The question isn’t whether War Room is cinematically flawless. It’s whether it biblically challenges lukewarm Christianity while respecting both divine sovereignty and human complexity. Spoiler: it mostly succeeds, with some caveats about spiritual warfare methodology.
| Concern | Level | Notes |
|---|---|---|
| Average Rating | Mixed | Massive secular-Christian divide |
| Violence | Minimal | Brief war footage montage, verbal confrontations |
| Language | Clean | No profanity; family-friendly dialogue |
| Drug Use | None | Pharmaceutical sales context, no substance abuse |
| Explicit Content | None | Implied adultery thwarted; no graphic content |
| Spiritual Messaging | High/Controversial | Strong prayer emphasis; divisive spiritual warfare theology |
| Verdict | Recommend with Discernment | Powerful for prayer life; questionable on submission theology |
🎬 War Room in a Nutshell
🔤 Title: War Room
🎬 Director(s): Alex Kendrick (Director/Co-Writer), Stephen Kendrick (Co-Writer)
📺 Genre: Christian Drama, Faith-Based
⏱️ Runtime: 120 minutes
📅 Release: August 28, 2015
⭐ Rating: PG (Thematic elements)
🎭 Stars: Priscilla Shirer, T.C. Stallings, Karen Abercrombie, Alena Pitts
🏢 Production: Kendrick Brothers Productions, TriStar Pictures, Affirm Films
🌐 Where to Watch: HBO Max, Hulu, Tubi (Free), Roku, Pure Flix
🌟 Overview
Remember when Christian films meant low budgets and lower expectations? The Kendrick Brothers obliterated that stereotype.

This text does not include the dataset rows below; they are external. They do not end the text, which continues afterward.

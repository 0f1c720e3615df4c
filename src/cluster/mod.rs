//! Cluster Topology Module
//!
//! Maintains the coordinator's view of the sharded cluster and everything
//! derived from it: slot hashing, key-to-shard routing, and command
//! multiplexing.
//!
//! ## Core Concepts
//! - **Slots**: routing keys hash to a fixed slot space (16384 slots under
//!   CRC16, 4096 under CRC12); each shard owns one contiguous slot range.
//! - **Snapshots**: the topology is an immutable snapshot behind an
//!   atomically swapped reference. In-flight requests keep the snapshot they
//!   captured; updates never mutate in place.
//! - **Reconciliation**: the updater consumes full replacement snapshots from
//!   the membership source, and `ensure_size` keeps the logical partition
//!   count in step with the live shard count when running in AUTO mode.
//!
//! ## Submodules
//! - **`slots`**: Hash functions and the key-to-slot mapping.
//! - **`types`**: Topology, shard and node records plus validation.
//! - **`store`**: The atomically swapped current-topology store.
//! - **`partitioner`**: Shard tags, key rewriting, and command multiplexing.
//! - **`updater`**: Background and on-demand topology refresh.

pub mod partitioner;
pub mod slots;
pub mod store;
pub mod types;
pub mod updater;

pub use store::TopologyStore;
pub use types::{Endpoint, Node, Shard, Topology};

#[cfg(test)]
mod tests;
//! Routing metadata attached to known commands.

/// Whether a command reads or mutates shard state. Coordination entry points
/// are registered as reads so replicas may serve them.
#[derive(Debug, Clone, Copy, PartialEq, Eq)]
pub enum CommandKind {
    Read,
    Write,
}

/// How a command relates to routing keys.
#[derive(Debug, Clone, Copy, PartialEq, Eq)]
pub enum KeyScope {
    /// Exactly one routing key; the command lands on one shard.
    SingleKey,
    /// Several key arguments, each of which needs its own shard tag.
    MultiKey,
    /// No routing key at all (system commands).
    NoKey,
    /// Coordinator-level entry point; never routed to a single shard.
    Coordination,
}

/// Static routing metadata for one command-table entry.
#[derive(Debug, Clone, Copy, PartialEq, Eq)]
pub struct RoutingInfo {
    pub kind: CommandKind,
    pub scope: KeyScope,
    /// Argument index used for slot computation; <= 0 means unsharded.
    pub key_pos: i32,
    /// Argument index rewritten with the owning shard's hash tag.
    pub partition_key_pos: i32,
}

impl RoutingInfo {
    pub const fn new(
        kind: CommandKind,
        scope: KeyScope,
        key_pos: i32,
        partition_key_pos: i32,
    ) -> Self {
        Self { kind, scope, key_pos, partition_key_pos }
    }
}
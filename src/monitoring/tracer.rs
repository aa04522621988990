/*!
 * Structured Tracing
 * Subscriber bootstrap and timed operation spans using the tracing crate
 *
 * Features:
 * - JSON-formatted logs for structured parsing
 * - Compact human-readable output for development
 * - Operation spans that report their duration and flag slow runs
 */

use std::sync::atomic::{AtomicU64, Ordering};
use std::time::{Duration, Instant};
use tracing::{debug, span, warn, Level, Span};
use tracing_subscriber::{
    fmt::format::FmtSpan, layer::SubscriberExt, util::SubscriberInitExt, EnvFilter,
};

/// Environment variable selecting JSON output
pub const ENV_TRACE_JSON: &str = "SYSPRIMS_TRACE_JSON";

/// Operations slower than this are logged at warn level
const SLOW_OPERATION: Duration = Duration::from_millis(100);

static NEXT_OPERATION_ID: AtomicU64 = AtomicU64::new(1);

/// Initialize structured tracing
///
/// Environment variables:
/// - RUST_LOG: Set log level (default: info)
/// - SYSPRIMS_TRACE_JSON: Enable JSON output (default: false)
///
/// Returns `false` if a global subscriber was already installed.
pub fn init_tracing() -> bool {
    let env_filter = EnvFilter::try_from_default_env().unwrap_or_else(|_| EnvFilter::new("info"));

    let use_json = std::env::var(ENV_TRACE_JSON)
        .map(|v| v == "1" || v == "true")
        .unwrap_or(false);

    let registry = tracing_subscriber::registry().with(env_filter);

    let installed = if use_json {
        registry
            .with(
                tracing_subscriber::fmt::layer()
                    .json()
                    .with_target(true)
                    .with_thread_ids(true)
                    .with_thread_names(true)
                    .with_current_span(true)
                    .with_span_list(true)
                    .with_span_events(FmtSpan::CLOSE),
            )
            .try_init()
            .is_ok()
    } else {
        registry
            .with(
                tracing_subscriber::fmt::layer()
                    .with_target(true)
                    .with_thread_ids(true)
                    .with_line_number(true)
                    .with_file(true)
                    .compact(),
            )
            .try_init()
            .is_ok()
    };

    if installed {
        debug!(json = use_json, "Structured tracing initialized");
    }
    installed
}

/// Timed span around one logical operation (snapshot save, load, ...)
pub struct OperationSpan {
    span: Span,
    start: Instant,
    id: u64,
}

impl OperationSpan {
    pub fn new(operation: &'static str) -> Self {
        let id = NEXT_OPERATION_ID.fetch_add(1, Ordering::Relaxed);
        let span = span!(
            Level::DEBUG,
            "operation",
            id,
            operation,
            duration_us = tracing::field::Empty,
            items = tracing::field::Empty,
            result = tracing::field::Empty,
        );

        Self {
            span,
            start: Instant::now(),
            id,
        }
    }

    /// Process-unique operation id
    pub fn id(&self) -> u64 {
        self.id
    }

    pub fn record_items(&self, count: usize) {
        self.span.record("items", count);
    }

    pub fn record_result(&self, success: bool) {
        self.span
            .record("result", if success { "success" } else { "error" });
    }

    /// Enter the span so events emitted meanwhile carry its fields
    pub fn enter(&self) -> tracing::span::Entered<'_> {
        self.span.enter()
    }
}

impl Drop for OperationSpan {
    fn drop(&mut self) {
        let duration = self.start.elapsed();
        let _entered = self.span.enter();
        self.span.record("duration_us", duration.as_micros() as u64);

        if duration > SLOW_OPERATION {
            warn!(
                id = self.id,
                duration_ms = duration.as_millis() as u64,
                slow = true,
                "slow operation detected"
            );
        }
    }
}

/// Start a timed operation span
#[inline]
pub fn span_operation(name: &'static str) -> OperationSpan {
    OperationSpan::new(name)
}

War Room arrived in 2015 at peak cultural anxiety. American evangelicals felt besieged by secularization. Traditional families seemed under assault. Enter Alex and Stephen Kendrick with their fifth film, offering not entertainment but ammunition.
What makes War Room fascinating? It centers an entirely African-American cast while written by white evangelicals. It transforms a walk-in closet into a theological icon. And it argues that marriage counseling is useless without spiritual warfare.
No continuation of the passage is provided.